SUPPLIED ENTRIES Start Marker

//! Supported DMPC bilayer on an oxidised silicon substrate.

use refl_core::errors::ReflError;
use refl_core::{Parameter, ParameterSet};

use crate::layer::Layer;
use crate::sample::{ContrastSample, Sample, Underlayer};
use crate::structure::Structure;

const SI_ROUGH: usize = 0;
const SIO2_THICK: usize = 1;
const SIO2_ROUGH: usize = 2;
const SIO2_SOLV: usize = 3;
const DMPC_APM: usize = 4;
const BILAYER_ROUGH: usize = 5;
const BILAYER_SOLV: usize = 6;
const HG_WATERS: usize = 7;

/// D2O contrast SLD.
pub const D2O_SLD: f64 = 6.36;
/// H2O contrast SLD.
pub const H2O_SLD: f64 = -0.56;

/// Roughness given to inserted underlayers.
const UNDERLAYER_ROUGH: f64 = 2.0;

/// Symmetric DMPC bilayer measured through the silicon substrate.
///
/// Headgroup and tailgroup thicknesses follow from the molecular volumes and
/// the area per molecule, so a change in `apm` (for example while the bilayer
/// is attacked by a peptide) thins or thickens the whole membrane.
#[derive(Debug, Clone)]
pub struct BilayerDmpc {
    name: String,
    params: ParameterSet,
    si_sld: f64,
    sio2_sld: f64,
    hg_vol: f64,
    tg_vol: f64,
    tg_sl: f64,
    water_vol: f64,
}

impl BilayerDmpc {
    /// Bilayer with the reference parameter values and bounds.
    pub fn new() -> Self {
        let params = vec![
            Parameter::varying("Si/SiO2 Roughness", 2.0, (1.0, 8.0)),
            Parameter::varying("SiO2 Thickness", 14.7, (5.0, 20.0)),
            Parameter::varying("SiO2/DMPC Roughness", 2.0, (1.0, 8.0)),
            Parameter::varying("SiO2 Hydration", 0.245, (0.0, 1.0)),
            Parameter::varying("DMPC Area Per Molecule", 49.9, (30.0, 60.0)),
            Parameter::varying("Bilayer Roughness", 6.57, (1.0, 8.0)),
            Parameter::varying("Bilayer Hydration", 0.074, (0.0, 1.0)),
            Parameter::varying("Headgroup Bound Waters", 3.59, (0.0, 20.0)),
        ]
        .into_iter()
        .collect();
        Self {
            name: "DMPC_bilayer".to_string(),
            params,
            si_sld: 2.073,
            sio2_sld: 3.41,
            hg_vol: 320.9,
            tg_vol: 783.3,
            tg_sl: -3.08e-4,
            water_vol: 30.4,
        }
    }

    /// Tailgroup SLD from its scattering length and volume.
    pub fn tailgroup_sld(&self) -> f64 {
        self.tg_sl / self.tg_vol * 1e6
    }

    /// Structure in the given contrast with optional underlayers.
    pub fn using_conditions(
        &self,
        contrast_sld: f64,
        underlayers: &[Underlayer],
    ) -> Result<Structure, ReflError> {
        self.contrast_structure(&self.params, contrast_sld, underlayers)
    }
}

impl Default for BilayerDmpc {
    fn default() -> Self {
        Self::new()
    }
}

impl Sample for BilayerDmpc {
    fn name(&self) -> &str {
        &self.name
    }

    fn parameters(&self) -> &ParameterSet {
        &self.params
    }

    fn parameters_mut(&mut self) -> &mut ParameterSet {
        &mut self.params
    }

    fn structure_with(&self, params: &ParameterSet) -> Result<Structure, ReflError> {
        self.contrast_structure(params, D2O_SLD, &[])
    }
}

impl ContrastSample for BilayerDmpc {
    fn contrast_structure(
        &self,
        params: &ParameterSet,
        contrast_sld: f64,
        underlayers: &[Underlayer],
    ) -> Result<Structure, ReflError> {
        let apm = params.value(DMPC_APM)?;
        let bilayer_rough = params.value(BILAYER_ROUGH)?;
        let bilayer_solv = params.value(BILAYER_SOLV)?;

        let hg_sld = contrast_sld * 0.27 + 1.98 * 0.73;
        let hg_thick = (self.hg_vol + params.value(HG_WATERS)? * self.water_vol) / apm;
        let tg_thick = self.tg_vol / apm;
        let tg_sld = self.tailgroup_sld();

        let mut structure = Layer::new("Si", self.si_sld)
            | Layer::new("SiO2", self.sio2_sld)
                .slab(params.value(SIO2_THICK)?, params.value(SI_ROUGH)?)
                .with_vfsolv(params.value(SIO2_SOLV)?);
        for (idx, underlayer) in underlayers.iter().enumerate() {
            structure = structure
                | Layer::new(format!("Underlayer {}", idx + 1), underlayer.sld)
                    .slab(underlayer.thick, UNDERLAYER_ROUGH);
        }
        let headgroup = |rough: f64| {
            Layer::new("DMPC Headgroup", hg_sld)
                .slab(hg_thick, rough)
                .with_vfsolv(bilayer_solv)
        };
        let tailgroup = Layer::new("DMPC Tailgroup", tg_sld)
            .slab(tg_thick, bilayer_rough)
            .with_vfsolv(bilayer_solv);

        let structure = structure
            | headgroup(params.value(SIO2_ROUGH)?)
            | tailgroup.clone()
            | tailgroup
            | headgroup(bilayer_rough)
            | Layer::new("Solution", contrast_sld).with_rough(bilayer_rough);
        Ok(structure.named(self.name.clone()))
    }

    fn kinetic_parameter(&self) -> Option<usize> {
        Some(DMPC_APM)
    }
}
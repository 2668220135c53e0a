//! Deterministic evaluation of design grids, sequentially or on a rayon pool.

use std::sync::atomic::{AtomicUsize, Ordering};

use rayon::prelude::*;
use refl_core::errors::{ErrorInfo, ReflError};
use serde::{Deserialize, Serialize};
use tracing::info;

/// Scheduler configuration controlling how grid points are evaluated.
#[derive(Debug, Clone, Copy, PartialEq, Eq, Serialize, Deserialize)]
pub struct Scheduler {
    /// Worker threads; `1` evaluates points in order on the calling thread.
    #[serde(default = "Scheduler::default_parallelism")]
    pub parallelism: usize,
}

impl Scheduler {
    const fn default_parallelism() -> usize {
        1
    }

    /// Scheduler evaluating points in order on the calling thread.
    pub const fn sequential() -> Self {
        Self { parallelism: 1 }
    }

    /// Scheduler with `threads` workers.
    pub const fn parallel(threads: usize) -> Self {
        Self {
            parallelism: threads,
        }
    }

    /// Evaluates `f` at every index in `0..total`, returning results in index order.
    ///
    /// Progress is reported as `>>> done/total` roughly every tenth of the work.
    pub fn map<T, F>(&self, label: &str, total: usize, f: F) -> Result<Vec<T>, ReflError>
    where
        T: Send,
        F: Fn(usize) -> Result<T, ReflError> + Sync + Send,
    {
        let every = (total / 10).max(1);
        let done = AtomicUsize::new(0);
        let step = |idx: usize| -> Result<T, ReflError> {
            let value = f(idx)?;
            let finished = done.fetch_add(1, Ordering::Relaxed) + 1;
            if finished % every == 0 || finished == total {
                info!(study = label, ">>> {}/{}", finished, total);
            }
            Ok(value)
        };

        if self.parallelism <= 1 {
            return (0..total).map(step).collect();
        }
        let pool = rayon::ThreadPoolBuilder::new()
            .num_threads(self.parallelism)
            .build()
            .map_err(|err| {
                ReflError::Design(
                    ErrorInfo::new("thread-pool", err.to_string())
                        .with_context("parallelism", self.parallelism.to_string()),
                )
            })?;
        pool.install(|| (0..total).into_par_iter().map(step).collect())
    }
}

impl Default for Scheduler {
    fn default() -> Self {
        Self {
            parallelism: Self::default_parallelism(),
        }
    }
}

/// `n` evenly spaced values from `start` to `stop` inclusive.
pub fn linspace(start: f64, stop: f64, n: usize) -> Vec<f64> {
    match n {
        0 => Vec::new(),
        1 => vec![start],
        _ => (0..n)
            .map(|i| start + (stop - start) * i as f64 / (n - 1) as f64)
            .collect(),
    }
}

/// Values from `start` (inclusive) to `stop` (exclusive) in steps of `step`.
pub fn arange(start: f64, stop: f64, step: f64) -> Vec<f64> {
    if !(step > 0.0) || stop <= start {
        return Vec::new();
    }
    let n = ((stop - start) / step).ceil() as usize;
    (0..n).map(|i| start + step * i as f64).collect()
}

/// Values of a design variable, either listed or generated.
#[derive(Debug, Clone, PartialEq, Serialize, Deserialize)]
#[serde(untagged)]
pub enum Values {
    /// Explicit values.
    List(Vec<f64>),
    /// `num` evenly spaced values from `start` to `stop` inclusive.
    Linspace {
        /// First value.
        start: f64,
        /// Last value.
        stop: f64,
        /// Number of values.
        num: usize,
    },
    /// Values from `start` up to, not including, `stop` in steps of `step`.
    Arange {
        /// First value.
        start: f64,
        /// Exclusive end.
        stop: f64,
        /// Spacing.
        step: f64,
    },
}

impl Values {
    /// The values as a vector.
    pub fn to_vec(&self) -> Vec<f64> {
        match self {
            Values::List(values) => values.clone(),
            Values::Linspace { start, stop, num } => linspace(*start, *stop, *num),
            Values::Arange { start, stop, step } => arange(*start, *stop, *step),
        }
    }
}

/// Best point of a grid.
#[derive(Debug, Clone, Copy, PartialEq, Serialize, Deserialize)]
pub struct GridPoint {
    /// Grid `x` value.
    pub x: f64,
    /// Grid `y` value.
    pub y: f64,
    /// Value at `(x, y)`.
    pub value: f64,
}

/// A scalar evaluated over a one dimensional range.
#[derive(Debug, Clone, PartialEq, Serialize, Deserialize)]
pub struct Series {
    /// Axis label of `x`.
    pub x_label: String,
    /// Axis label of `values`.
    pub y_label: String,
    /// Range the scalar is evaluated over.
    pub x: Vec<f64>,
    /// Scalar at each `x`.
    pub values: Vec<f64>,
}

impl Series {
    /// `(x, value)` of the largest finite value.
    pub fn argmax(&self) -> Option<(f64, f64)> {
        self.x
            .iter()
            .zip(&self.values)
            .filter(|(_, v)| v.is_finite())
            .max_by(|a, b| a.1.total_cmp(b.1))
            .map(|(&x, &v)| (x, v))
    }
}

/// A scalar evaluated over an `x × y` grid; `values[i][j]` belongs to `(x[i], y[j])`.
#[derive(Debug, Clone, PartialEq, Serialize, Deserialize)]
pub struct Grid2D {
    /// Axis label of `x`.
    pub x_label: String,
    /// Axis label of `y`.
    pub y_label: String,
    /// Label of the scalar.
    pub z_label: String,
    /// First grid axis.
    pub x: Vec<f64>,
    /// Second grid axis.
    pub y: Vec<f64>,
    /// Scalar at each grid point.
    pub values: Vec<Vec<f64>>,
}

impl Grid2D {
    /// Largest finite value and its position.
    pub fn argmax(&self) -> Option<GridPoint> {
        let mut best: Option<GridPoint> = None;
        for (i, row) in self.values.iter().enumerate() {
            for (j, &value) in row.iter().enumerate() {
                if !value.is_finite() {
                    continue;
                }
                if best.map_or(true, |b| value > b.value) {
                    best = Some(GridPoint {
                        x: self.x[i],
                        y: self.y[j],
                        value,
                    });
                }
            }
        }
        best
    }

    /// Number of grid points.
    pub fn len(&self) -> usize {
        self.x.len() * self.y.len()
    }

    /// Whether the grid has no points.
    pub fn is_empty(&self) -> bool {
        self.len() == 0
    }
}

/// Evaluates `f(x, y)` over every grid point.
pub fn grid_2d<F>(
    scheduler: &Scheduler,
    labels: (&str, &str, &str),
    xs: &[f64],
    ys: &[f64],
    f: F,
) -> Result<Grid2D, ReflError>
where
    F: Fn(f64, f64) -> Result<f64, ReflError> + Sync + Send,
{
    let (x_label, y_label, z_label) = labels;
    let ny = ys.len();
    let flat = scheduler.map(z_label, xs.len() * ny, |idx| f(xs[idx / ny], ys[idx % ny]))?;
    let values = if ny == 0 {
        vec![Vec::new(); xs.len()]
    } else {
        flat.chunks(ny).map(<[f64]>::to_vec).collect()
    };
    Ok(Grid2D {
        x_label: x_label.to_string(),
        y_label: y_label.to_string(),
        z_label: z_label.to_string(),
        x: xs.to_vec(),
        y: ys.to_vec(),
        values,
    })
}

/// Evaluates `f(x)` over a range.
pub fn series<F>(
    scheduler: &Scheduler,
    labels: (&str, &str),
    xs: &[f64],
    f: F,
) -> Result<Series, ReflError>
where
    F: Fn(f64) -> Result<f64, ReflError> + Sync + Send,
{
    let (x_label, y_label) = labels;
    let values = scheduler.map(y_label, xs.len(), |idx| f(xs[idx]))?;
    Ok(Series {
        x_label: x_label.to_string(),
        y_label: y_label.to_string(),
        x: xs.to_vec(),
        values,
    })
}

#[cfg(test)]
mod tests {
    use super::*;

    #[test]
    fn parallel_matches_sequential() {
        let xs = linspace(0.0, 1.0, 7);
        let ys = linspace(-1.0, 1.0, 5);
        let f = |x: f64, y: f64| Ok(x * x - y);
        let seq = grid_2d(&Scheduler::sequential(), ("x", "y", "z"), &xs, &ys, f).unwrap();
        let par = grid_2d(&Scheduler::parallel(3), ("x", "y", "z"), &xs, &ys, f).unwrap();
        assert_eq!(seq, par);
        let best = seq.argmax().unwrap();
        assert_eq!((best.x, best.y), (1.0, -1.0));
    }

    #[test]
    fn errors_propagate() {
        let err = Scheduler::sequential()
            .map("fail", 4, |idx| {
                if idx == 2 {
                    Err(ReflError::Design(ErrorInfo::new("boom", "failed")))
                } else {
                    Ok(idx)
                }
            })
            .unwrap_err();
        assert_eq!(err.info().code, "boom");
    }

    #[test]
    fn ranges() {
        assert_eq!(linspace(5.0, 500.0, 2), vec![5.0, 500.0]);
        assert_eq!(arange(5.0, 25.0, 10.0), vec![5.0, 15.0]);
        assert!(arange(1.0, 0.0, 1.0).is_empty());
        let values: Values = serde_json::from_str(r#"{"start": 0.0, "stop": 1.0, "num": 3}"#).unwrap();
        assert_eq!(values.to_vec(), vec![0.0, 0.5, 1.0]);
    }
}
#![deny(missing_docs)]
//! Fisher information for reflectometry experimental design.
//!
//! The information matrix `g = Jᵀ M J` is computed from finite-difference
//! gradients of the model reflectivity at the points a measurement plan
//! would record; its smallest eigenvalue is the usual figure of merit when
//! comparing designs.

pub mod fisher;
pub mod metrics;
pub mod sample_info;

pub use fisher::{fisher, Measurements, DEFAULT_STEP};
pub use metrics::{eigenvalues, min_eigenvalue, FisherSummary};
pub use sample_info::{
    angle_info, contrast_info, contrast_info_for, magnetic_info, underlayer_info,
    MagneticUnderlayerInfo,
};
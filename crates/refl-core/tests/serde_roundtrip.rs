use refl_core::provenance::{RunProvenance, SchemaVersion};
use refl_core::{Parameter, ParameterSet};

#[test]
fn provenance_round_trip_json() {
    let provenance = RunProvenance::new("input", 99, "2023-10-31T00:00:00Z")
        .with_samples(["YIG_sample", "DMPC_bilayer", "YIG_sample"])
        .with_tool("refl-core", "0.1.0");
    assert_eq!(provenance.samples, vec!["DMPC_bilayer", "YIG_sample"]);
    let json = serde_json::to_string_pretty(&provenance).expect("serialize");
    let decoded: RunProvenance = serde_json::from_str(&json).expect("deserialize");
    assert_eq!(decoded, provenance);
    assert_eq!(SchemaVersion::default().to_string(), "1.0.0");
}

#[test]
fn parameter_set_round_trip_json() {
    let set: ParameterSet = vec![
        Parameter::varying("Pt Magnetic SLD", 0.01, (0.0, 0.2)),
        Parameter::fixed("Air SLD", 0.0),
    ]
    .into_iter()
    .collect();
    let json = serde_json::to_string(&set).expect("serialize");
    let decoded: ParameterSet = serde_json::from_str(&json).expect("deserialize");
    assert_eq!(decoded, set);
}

SUPPLIED ENTRIES End Marker

### PROMPT
Lines from the start of the records through the one containing "D2O contrast SLD." are what should be retyped, exactly and in full, both ends included.

### RESPONSE FOR THIS EXERCISE
//! Supported DMPC bilayer on an oxidised silicon substrate.

use refl_core::errors::ReflError;
use refl_core::{Parameter, ParameterSet};

use crate::layer::Layer;
use crate::sample::{ContrastSample, Sample, Underlayer};
use crate::structure::Structure;

const SI_ROUGH: usize = 0;
const SIO2_THICK: usize = 1;
const SIO2_ROUGH: usize = 2;
const SIO2_SOLV: usize = 3;
const DMPC_APM: usize = 4;
const BILAYER_ROUGH: usize = 5;
const BILAYER_SOLV: usize = 6;
const HG_WATERS: usize = 7;

/// D2O contrast SLD.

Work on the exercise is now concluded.